## Problem to work on:
All lines holding the word "Debug" are to be copied from the records beneath.

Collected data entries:
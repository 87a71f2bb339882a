//! HTTP plumbing shared by both backends.
//!
//! Every request carries `X-API-Version` and `X-Service-Key`. Requests are
//! plain, non-credentialed calls; authentication is a bearer token on the
//! device-scoped endpoints only.

use reqwest::{Method, RequestBuilder, Response, StatusCode};
use serde::Deserialize;

use crate::config::Config;
use crate::error::{PushError, PushResult};
use crate::subscription::DeviceIdentity;

/// Backend error code meaning "device not registered" (sent with 404).
pub const DEVICE_NOT_REGISTERED: i64 = 3;

/// Error body returned with non-200 statuses.
#[derive(Debug, Default, Deserialize)]
pub struct ApiErrorBody {
    /// Backend error code.
    #[serde(default)]
    pub code: Option<i64>,
    /// Human readable message.
    #[serde(default)]
    pub message: Option<String>,
}

/// Thin client for the push backend API.
#[derive(Debug, Clone)]
pub struct ApiClient {
    http: reqwest::Client,
    base_url: String,
    api_version: String,
    service_key: String,
}

impl ApiClient {
    /// Build a client from explicit settings.
    pub fn new(base_url: &str, api_version: &str, service_key: &str) -> PushResult<Self> {
        let http = reqwest::Client::builder().build()?;
        Ok(Self::with_http(http, base_url, api_version, service_key))
    }

    /// Build a client reusing an existing connection pool.
    pub fn with_http(
        http: reqwest::Client,
        base_url: &str,
        api_version: &str,
        service_key: &str,
    ) -> Self {
        Self {
            http,
            base_url: base_url.trim_end_matches('/').to_string(),
            api_version: api_version.to_string(),
            service_key: service_key.to_string(),
        }
    }

    /// Build a client from configuration.
    pub fn from_config(config: &Config) -> PushResult<Self> {
        Self::new(&config.api_url, &config.api_version, &config.service_key)
    }

    /// Base URL of the API (used as the vendor web service URL).
    pub fn base_url(&self) -> &str {
        &self.base_url
    }

    /// Request with the standard headers applied.
    pub fn request(&self, method: Method, path: &str) -> RequestBuilder {
        self.http
            .request(method, format!("{}{}", self.base_url, path))
            .header("X-API-Version", &self.api_version)
            .header("X-Service-Key", &self.service_key)
    }

    /// Request against `/v1/devices/{identity}/{resource}`.
    pub fn device_request(
        &self,
        method: Method,
        identity: &DeviceIdentity,
        resource: &str,
    ) -> RequestBuilder {
        self.request(method, &format!("/v1/devices/{identity}/{resource}"))
    }

    /// Fetch the server public key (`applicationServerKey`), as wire text.
    pub async fn fetch_server_public_key(&self) -> PushResult<String> {
        let response = self.request(Method::GET, "/v1/webpush/key").send().await?;
        let status = response.status();
        if status != StatusCode::OK {
            return Err(rejection(response).await);
        }
        let key = response.text().await?.trim().to_string();
        if key.is_empty() {
            return Err(PushError::MalformedResponse("empty server public key".to_string()));
        }
        Ok(key)
    }
}

/// Consume a non-200 response body and turn it into an error.
pub async fn rejection(response: Response) -> PushError {
    let status = response.status().as_u16();
    let message = read_error_body(response).await.message.unwrap_or_default();
    PushError::BackendRejected { status, message }
}

/// Parse the `{code, message}` error body, tolerating anything else.
pub async fn read_error_body(response: Response) -> ApiErrorBody {
    let text = response.text().await.unwrap_or_default();
    serde_json::from_str(&text).unwrap_or_else(|_| ApiErrorBody {
        code: None,
        message: (!text.is_empty()).then_some(text),
    })
}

## Your solution:
#[derive(Debug, Default, Deserialize)]
#[derive(Debug, Clone)]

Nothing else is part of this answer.